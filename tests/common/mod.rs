//! Shared test utilities for integration and E2E tests.
//!
//! ## Usage
//!
//! Add `mod common;` to your test file, then use the helpers:
//!
//! ```rust,ignore
//! mod common;
//! use common::prelude::*;
//!
//! #[test]
//! fn test_example() {
//!     let fixture = TestFixture::new();
//!     let runner = ScriptedRunner::new().reply(&["pkg", "update"], 100, "", "E: broken");
//!     // ... test code
//! }
//! ```

use std::cell::RefCell;
use std::path::{Path, PathBuf};

use aktualizator::process::{CommandOutput, CommandRunner};
use assert_fs::prelude::*;

/// Re-export commonly used test dependencies for convenience.
pub mod prelude {
    #[allow(unused_imports)]
    pub use assert_cmd::cargo::cargo_bin_cmd;
    #[allow(unused_imports)]
    pub use assert_fs::prelude::*;
    #[allow(unused_imports)]
    pub use assert_fs::TempDir;
    #[allow(unused_imports)]
    pub use predicates::prelude::*;

    #[allow(unused_imports)]
    pub use super::{ScriptedRunner, TestFixture};
}

/// Canned command output for the tests.
#[allow(dead_code)]
pub mod outputs {
    /// apt refusing an unsigned repository.
    pub const UNSIGNED_RELEASE: &str =
        "E: The repository 'https://bad.example.com/termux-main stable InRelease' is not signed.";

    /// A short `pkg list-installed` listing.
    pub const PKG_LISTING: &str = "Listing...\n\
        bash/stable,now 5.2.15-1 aarch64 [installed]\n\
        python-3.11.7\n\
        zlib\n";

    pub const PIP_JSON: &str = r#"[{"name": "pip", "version": "24.0"}, {"name": "rich", "version": "13.7.0"}]"#;
}

/// A runner that replies by command prefix and records every call.
#[allow(dead_code)]
pub struct ScriptedRunner {
    replies: Vec<(Vec<String>, CommandOutput)>,
    calls: RefCell<Vec<(Vec<String>, bool)>>,
}

#[allow(dead_code)]
impl ScriptedRunner {
    pub fn new() -> Self {
        Self {
            replies: Vec::new(),
            calls: RefCell::new(Vec::new()),
        }
    }

    /// Reply to any command starting with `prefix`. First match wins;
    /// unmatched commands succeed with no output.
    pub fn reply(mut self, prefix: &[&str], exit_code: i32, stdout: &str, stderr: &str) -> Self {
        self.replies.push((
            prefix.iter().map(|s| s.to_string()).collect(),
            CommandOutput {
                exit_code,
                stdout: stdout.to_string(),
                stderr: stderr.to_string(),
            },
        ));
        self
    }

    pub fn calls(&self) -> Vec<Vec<String>> {
        self.calls.borrow().iter().map(|(c, _)| c.clone()).collect()
    }

    pub fn all_simulated(&self) -> bool {
        self.calls.borrow().iter().all(|(_, simulate)| *simulate)
    }
}

impl CommandRunner for ScriptedRunner {
    fn run(&self, command: &[String], simulate: bool) -> CommandOutput {
        self.calls.borrow_mut().push((command.to_vec(), simulate));
        if simulate {
            return CommandOutput::simulated(command);
        }
        self.replies
            .iter()
            .find(|(prefix, _)| command.starts_with(prefix))
            .map(|(_, output)| output.clone())
            .unwrap_or(CommandOutput {
                exit_code: 0,
                stdout: String::new(),
                stderr: String::new(),
            })
    }
}

/// A temporary home with helpers for virtualenvs and source lists.
#[allow(dead_code)]
pub struct TestFixture {
    pub temp: assert_fs::TempDir,
}

#[allow(dead_code)]
impl TestFixture {
    pub fn new() -> Self {
        Self {
            temp: assert_fs::TempDir::new().unwrap(),
        }
    }

    pub fn path(&self) -> &Path {
        self.temp.path()
    }

    pub fn venv_root(&self) -> PathBuf {
        self.path().join("venv")
    }

    /// An empty directory usable as a search path with no tools on it.
    pub fn empty_bin(&self) -> PathBuf {
        let dir = self.temp.child("empty-bin");
        dir.create_dir_all().unwrap();
        dir.path().to_path_buf()
    }

    /// Create an executable pip at `venv/<label>/bin/pip3`.
    #[cfg(unix)]
    pub fn with_environment(self, label: &str) -> Self {
        use std::os::unix::fs::PermissionsExt;
        let pip = self.temp.child(format!("venv/{}/bin/pip3", label));
        pip.write_str("#!/bin/sh\n").unwrap();
        std::fs::set_permissions(pip.path(), std::fs::Permissions::from_mode(0o755)).unwrap();
        self
    }

    pub fn with_sources(self, content: &str) -> Self {
        self.temp.child("etc/apt/sources.list").write_str(content).unwrap();
        self
    }

    pub fn sources_path(&self) -> PathBuf {
        self.path().join("etc/apt/sources.list")
    }

    pub fn out(&self, name: &str) -> PathBuf {
        self.path().join("out").join(name)
    }
}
########################################
Which lines in the listing have the string "const"? Pick them out and copy them.

Solution ▸
    pub const UNSIGNED_RELEASE: &str =
    pub const PKG_LISTING: &str = "Listing...\n\
    pub const PIP_JSON: &str = r#"[{"name": "pip", "version": "24.0"}, {"name": "rich", "version": "13.7.0"}]"#;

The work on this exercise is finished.